Adam Nash – born in the US 20 years ago to be a donor for his six-year-old sister who suffered from Fanconi anaemia, a rare and fatal genetic disease – is considered the world’s first saviour sibling.
At the time, many questioned whether the baby boy was really wanted or merely “created as a medical commodity” to save his sister? Many also wondered if it would lead to eugenics or “designer babies“?The debate was renewed in 2010 when Britain reported its first saviour sibling.
Kavya’s birth has raised similar questions in India about babies becoming “commodities” and whether it’s ethical to “purchase a perfect offspring”.
“There’s the long-standing ethical issue, as [German philosopher Immanuel] Kant said, that you should not use another person exclusively for your own benefit,” says Prof John Evans, who teaches sociology at University of California and is an expert on the ethics of human gene editing.
Having a saviour sibling raises several questions, he says, and “the devil is in the detail”.
“We have to look at the parents’ motivation.
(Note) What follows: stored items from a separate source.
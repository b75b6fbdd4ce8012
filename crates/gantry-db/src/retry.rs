//! Bounded retry of transient failures.
//!
//! [`RetryPolicy::run`] is a plain loop: an error is retried only when
//! [`is_transient`] says so, and once the budget is spent the last error is
//! returned exactly as the backend produced it.

use std::time::Duration;

use tracing::warn;

use crate::errors::{Result, is_transient};

/// Default retry budget.
pub const DEFAULT_RETRY_BUDGET: u32 = 5;

/// How many times to retry a transient failure, and how long to wait between attempts.
#[derive(Clone, Copy, Debug, PartialEq, Eq)]
pub struct RetryPolicy {
    /// Retries after the first attempt. Total attempts are `budget + 1`.
    pub budget: u32,
    /// Fixed pause before each retry.
    pub delay: Duration,
}

impl Default for RetryPolicy {
    fn default() -> Self {
        Self {
            budget: DEFAULT_RETRY_BUDGET,
            delay: Duration::ZERO,
        }
    }
}

impl RetryPolicy {
    /// Never retry.
    pub fn none() -> Self {
        Self {
            budget: 0,
            delay: Duration::ZERO,
        }
    }

    /// Run `op`, retrying transient failures. `on_retry` is called before
    /// each retry with the 1-based retry number.
    pub fn run<T>(
        &self,
        mut op: impl FnMut() -> Result<T>,
        mut on_retry: impl FnMut(u32),
    ) -> Result<T> {
        let mut remaining = self.budget;
        loop {
            match op() {
                Ok(value) => return Ok(value),
                Err(err) if remaining > 0 && is_transient(&err) => {
                    remaining -= 1;
                    let attempt = self.budget - remaining;
                    warn!(attempt, remaining, error = %err, "transient database failure, retrying");
                    on_retry(attempt);
                    if !self.delay.is_zero() {
                        std::thread::sleep(self.delay);
                    }
                }
                Err(err) => return Err(err),
            }
        }
    }
}

// ─────────────────────────────────────────────────────────────────────────────
// Tests
// ─────────────────────────────────────────────────────────────────────────────

#[cfg(test)]
mod tests {
    use super::*;
    use crate::errors::DbError;
    use crate::errors::tests::busy;
    use std::cell::Cell;

    fn retry<T>(policy: &RetryPolicy, op: impl FnMut() -> Result<T>) -> Result<T> {
        policy.run(op, |_| {})
    }

    #[test]
    fn succeeds_after_transient_failures() {
        let calls = Cell::new(0);
        let retries = Cell::new(0);
        let policy = RetryPolicy::default();
        let result = policy.run(
            || {
                calls.set(calls.get() + 1);
                if calls.get() <= 3 { Err(busy()) } else { Ok(42) }
            },
            |_| retries.set(retries.get() + 1),
        );
        assert_eq!(result.unwrap(), 42);
        assert_eq!(calls.get(), 4);
        assert_eq!(retries.get(), 3);
    }

    #[test]
    fn exhausted_budget_returns_original_error() {
        let calls = Cell::new(0);
        let policy = RetryPolicy {
            budget: 2,
            delay: Duration::ZERO,
        };
        let result: Result<()> = retry(&policy, || {
            calls.set(calls.get() + 1);
            Err(busy())
        });
        assert_eq!(calls.get(), 3);
        let err = result.unwrap_err();
        assert!(is_transient(&err));
        assert!(err.to_string().contains("database is locked"));
    }

    #[test]
    fn non_transient_errors_are_not_retried() {
        let calls = Cell::new(0);
        let result: Result<()> = retry(&RetryPolicy::default(), || {
            calls.set(calls.get() + 1);
            Err(DbError::MalformedCall("nope".into()))
        });
        assert_eq!(calls.get(), 1);
        assert!(matches!(result, Err(DbError::MalformedCall(_))));
    }

    #[test]
    fn zero_budget_runs_once() {
        let calls = Cell::new(0);
        let result: Result<()> = retry(&RetryPolicy::none(), || {
            calls.set(calls.get() + 1);
            Err(busy())
        });
        assert_eq!(calls.get(), 1);
        assert!(result.is_err());
    }

    #[test]
    fn retry_numbers_are_sequential() {
        let seen = std::cell::RefCell::new(Vec::new());
        let calls = Cell::new(0);
        let _ = RetryPolicy::default().run(
            || {
                calls.set(calls.get() + 1);
                if calls.get() < 3 { Err(busy()) } else { Ok(()) }
            },
            |n| seen.borrow_mut().push(n),
        );
        assert_eq!(*seen.borrow(), vec![1, 2]);
    }
}
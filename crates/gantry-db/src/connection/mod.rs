//! Connection provider.
//!
//! A [`Connection`] owns one live link to a concrete backend. Statement
//! handles borrow the connection mutably, so a handle can never outlive it
//! and is released on every exit path when it goes out of scope.
//!
//! Transactions follow the auto-commit model: while auto-commit is on every
//! statement commits on its own. Turning it off makes the next statement
//! implicitly open a transaction that lasts until [`Connection::commit`] or
//! [`Connection::rollback`]. Turning it back on commits whatever is open.

use std::collections::BTreeSet;

use crate::collection::RowCollection;
use crate::dialect::Backend;
use crate::errors::Result;
use crate::statement::Statement;
use crate::value::Value;

#[cfg(test)]
pub(crate) mod fake;
#[cfg(feature = "postgres")]
pub mod postgres;
pub mod sqlite;

#[cfg(feature = "postgres")]
pub use self::postgres::PostgresConnection;
pub use self::sqlite::SqliteConnection;

/// A prepared statement borrowed from its connection.
pub trait StatementHandle {
    /// Number of positional parameters the statement expects.
    fn parameter_count(&self) -> usize;

    /// Run the statement with `params` and return the affected-row count.
    fn execute(&mut self, params: &[Value]) -> Result<u64>;

    /// Run the statement with `params` and materialize every row.
    fn query(&mut self, params: &[Value]) -> Result<RowCollection>;
}

/// One live connection to one backend.
pub trait Connection: Send {
    /// Which backend this connection talks to.
    fn backend(&self) -> Backend;

    /// Open the connection. Opening an open connection is a no-op.
    fn open(&mut self) -> Result<()>;

    /// Whether the connection is currently usable.
    fn is_open(&self) -> bool;

    /// Close the connection, dropping any open transaction.
    fn close(&mut self) -> Result<()>;

    /// Prepare `sql`. When auto-commit is off this is where an implicit
    /// transaction begins.
    fn prepare<'c>(&'c mut self, sql: &str) -> Result<Box<dyn StatementHandle + 'c>>;

    /// Run a read statement.
    fn query(&mut self, stmt: &Statement) -> Result<RowCollection> {
        let mut handle = self.prepare(stmt.sql())?;
        handle.query(stmt.params())
    }

    /// Run a write statement and return the affected-row count.
    fn execute(&mut self, stmt: &Statement) -> Result<u64> {
        let mut handle = self.prepare(stmt.sql())?;
        handle.execute(stmt.params())
    }

    /// Run an INSERT and return every generated key.
    fn insert(&mut self, stmt: &Statement) -> Result<BTreeSet<i64>>;

    /// Enable or disable auto-commit. Enabling commits an open transaction.
    fn set_auto_commit(&mut self, enabled: bool) -> Result<()>;

    /// Current auto-commit mode.
    fn auto_commit(&self) -> bool;

    /// Commit the open transaction, if any.
    fn commit(&mut self) -> Result<()>;

    /// Roll back the open transaction, if any.
    fn rollback(&mut self) -> Result<()>;
}
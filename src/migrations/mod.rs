//! Application schema history.
//!
//! New migrations get their own module and an entry in [`registry`]. The
//! registry sorts by `created_at`, so the order of the list below does not
//! matter.

mod add_audit_log_ignored_channels;
mod create_appeal_tickets_table;
mod create_guilds_table;
mod create_pb_votes_table;

use gantry_db::{Migration, MigrationRegistry, Result};

/// Every migration the application ships.
pub fn registry() -> Result<MigrationRegistry> {
    let migrations: Vec<Box<dyn Migration>> = vec![
        Box::new(create_guilds_table::CreateGuildsTable),
        Box::new(create_pb_votes_table::CreatePbVotesTable),
        Box::new(add_audit_log_ignored_channels::AddAuditLogIgnoredChannels),
        Box::new(create_appeal_tickets_table::CreateAppealTicketsTable),
    ];
    MigrationRegistry::new(migrations)
}

// ─────────────────────────────────────────────────────────────────────────────
// Tests
// ─────────────────────────────────────────────────────────────────────────────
Did you have this child only for this reason to create a perfect genetic match for your [sick] child? If you did, then you’re putting at risk a child without their consent.”
Then, he says, there’s the issue of what the saviour sibling is going to be used for?
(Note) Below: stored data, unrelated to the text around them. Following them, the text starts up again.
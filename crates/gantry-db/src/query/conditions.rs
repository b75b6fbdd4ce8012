//! Predicate clauses and their operators.

use std::fmt;
use std::str::FromStr;

use crate::errors::DbError;
use crate::value::Value;

/// Comparison operator for a predicate or join.
#[derive(Clone, Copy, Debug, PartialEq, Eq)]
pub enum Operator {
    /// `=`
    Eq,
    /// `!=`
    Ne,
    /// `<`
    Lt,
    /// `<=`
    Le,
    /// `>`
    Gt,
    /// `>=`
    Ge,
    /// `LIKE`
    Like,
    /// `NOT LIKE`
    NotLike,
}

impl Operator {
    /// SQL spelling.
    pub fn as_sql(self) -> &'static str {
        match self {
            Self::Eq => "=",
            Self::Ne => "!=",
            Self::Lt => "<",
            Self::Le => "<=",
            Self::Gt => ">",
            Self::Ge => ">=",
            Self::Like => "LIKE",
            Self::NotLike => "NOT LIKE",
        }
    }
}

impl fmt::Display for Operator {
    fn fmt(&self, f: &mut fmt::Formatter<'_>) -> fmt::Result {
        f.write_str(self.as_sql())
    }
}

impl FromStr for Operator {
    type Err = DbError;

    fn from_str(s: &str) -> Result<Self, Self::Err> {
        let normalized = s.split_whitespace().collect::<Vec<_>>().join(" ");
        match normalized.to_ascii_uppercase().as_str() {
            "=" | "==" => Ok(Self::Eq),
            "!=" | "<>" => Ok(Self::Ne),
            "<" => Ok(Self::Lt),
            "<=" => Ok(Self::Le),
            ">" => Ok(Self::Gt),
            ">=" => Ok(Self::Ge),
            "LIKE" => Ok(Self::Like),
            "NOT LIKE" => Ok(Self::NotLike),
            _ => Err(DbError::InvalidQuery(format!("unknown operator {s:?}"))),
        }
    }
}

/// Sort direction.
#[derive(Clone, Copy, Debug, Default, PartialEq, Eq)]
pub enum Direction {
    /// Ascending.
    #[default]
    Asc,
    /// Descending.
    Desc,
}

impl Direction {
    pub(crate) fn as_sql(self) -> &'static str {
        match self {
            Self::Asc => "ASC",
            Self::Desc => "DESC",
        }
    }
}

#[derive(Clone, Copy, Debug, PartialEq, Eq)]
pub(crate) enum Connector {
    And,
    Or,
}

impl Connector {
    pub(crate) fn as_sql(self) -> &'static str {
        match self {
            Self::And => "AND",
            Self::Or => "OR",
        }
    }
}

#[derive(Clone, Debug, PartialEq)]
pub(crate) enum Condition {
    Compare {
        column: String,
        op: Operator,
        value: Value,
    },
    Null {
        column: String,
        negated: bool,
    },
    In {
        column: String,
        values: Vec<Value>,
    },
    Raw(String),
    Group(Conditions),
}

/// An ordered list of predicates. Items are joined by their connector,
/// `AND` unless added with an `or_` method; groups render parenthesized.
#[derive(Clone, Debug, Default, PartialEq)]
pub struct Conditions {
    pub(crate) items: Vec<(Connector, Condition)>,
}

impl Conditions {
    /// Empty predicate list.
    pub fn new() -> Self {
        Self::default()
    }

    /// Whether no predicate has been added.
    pub fn is_empty(&self) -> bool {
        self.items.is_empty()
    }

    fn push(mut self, connector: Connector, condition: Condition) -> Self {
        self.items.push((connector, condition));
        self
    }

    /// `AND column op ?`.
    #[must_use]
    pub fn and_where(self, column: &str, op: Operator, value: impl Into<Value>) -> Self {
        self.push(
            Connector::And,
            Condition::Compare {
                column: column.to_string(),
                op,
                value: value.into(),
            },
        )
    }

    /// `OR column op ?`.
    #[must_use]
    pub fn or_where(self, column: &str, op: Operator, value: impl Into<Value>) -> Self {
        self.push(
            Connector::Or,
            Condition::Compare {
                column: column.to_string(),
                op,
                value: value.into(),
            },
        )
    }

    /// `AND column = ?`.
    #[must_use]
    pub fn where_eq(self, column: &str, value: impl Into<Value>) -> Self {
        self.and_where(column, Operator::Eq, value)
    }

    /// `AND column IS NULL`.
    #[must_use]
    pub fn where_null(self, column: &str) -> Self {
        self.push(
            Connector::And,
            Condition::Null {
                column: column.to_string(),
                negated: false,
            },
        )
    }

    /// `AND column IS NOT NULL`.
    #[must_use]
    pub fn where_not_null(self, column: &str) -> Self {
        self.push(
            Connector::And,
            Condition::Null {
                column: column.to_string(),
                negated: true,
            },
        )
    }

    /// `AND column IN (?, ...)`. An empty list matches nothing.
    #[must_use]
    pub fn where_in<I, V>(self, column: &str, values: I) -> Self
    where
        I: IntoIterator<Item = V>,
        V: Into<Value>,
    {
        self.push(
            Connector::And,
            Condition::In {
                column: column.to_string(),
                values: values.into_iter().map(Into::into).collect(),
            },
        )
    }

    /// `AND (<sql>)`, inserted verbatim. Only pass trusted text.
    #[must_use]
    pub fn where_raw(self, sql: impl Into<String>) -> Self {
        self.push(Connector::And, Condition::Raw(sql.into()))
    }

    /// `AND ( ... )` built by `f`.
    #[must_use]
    pub fn where_group(self, f: impl FnOnce(Conditions) -> Conditions) -> Self {
        let group = f(Conditions::new());
        self.push(Connector::And, Condition::Group(group))
    }

    /// `OR ( ... )` built by `f`.
    #[must_use]
    pub fn or_where_group(self, f: impl FnOnce(Conditions) -> Conditions) -> Self {
        let group = f(Conditions::new());
        self.push(Connector::Or, Condition::Group(group))
    }
}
“One end of the spectrum is using cells taken from the umbilical cord of a baby, the other end is to take an organ. Taking bone marrow falls somewhere in the middle – it’s not zero risk but it’s not as damaging as removing an organ which would cause permanent damage to the donor,” Prof Evans told me.
But the most important ethical question, he says, is where does it stop?
“It’s a very slippery slope and it’s very hard to put barriers on it. It’s one thing to create a saviour sibling for bone marrow, but how do you stop there? How do you not go on to modifying genes in existing humans?”
Britain, he points out, has a rigorous regulatory system that is used to grant permission for genetic biotechnology “that stops them from leaping too far forward down the slope”.
“But Indian regulatory systems are not that strong and this is like opening the Pandora’s box,” says journalist and writer Namita Bhandare.
“I don’t want to judge the Solanki family,” she says. “In a similar situation, as a parent I may have done the same.
“But what we need is a regulatory framework. At the very least, there’s the need for a public debate, and not just with medical professionals but also child rights activists. This child has been conceived without any debate. How can something so important fly under the radar?” Ms Bhandare asks.
Mr Solanki, a Gujarat government officer, says it’s “not proper” for outsiders to judge his family.
“We are the ones living this reality. You have to look at people’s intentions behind an act. Put yourself in my situation before you judge me,” he tells me.
“All parents want healthy children and there’s nothing unethical about it to want to improve the health of your child. People have children for all sorts of reasons – to take on the family business or to continue the family name or even to provide company to an only child. Why scrutinise my motives?”
Dr Banker says if we are able to create babies who are disease free by using technology, why shouldn’t we?
“The fundamental questions we need to look at in India are regulation and registries. But we can’t deny use of technology because potentially someone would misuse it.”
Screening has been used since the 1970s to identify babies at risk of Down’s Syndrome and Dr Banker says gene-elimination is very similar to that – the “next step” – and the idea is to eliminate these disorders in the next generation.
He says what they have done for the Solankis involved “a one-time procedure with minimum risks” and the result, he says, justifies the means.
“Before this treatment, Abhijit’s life expectancy was 25-30 years, now he’s completely cured so he will have the normal life expectancy.”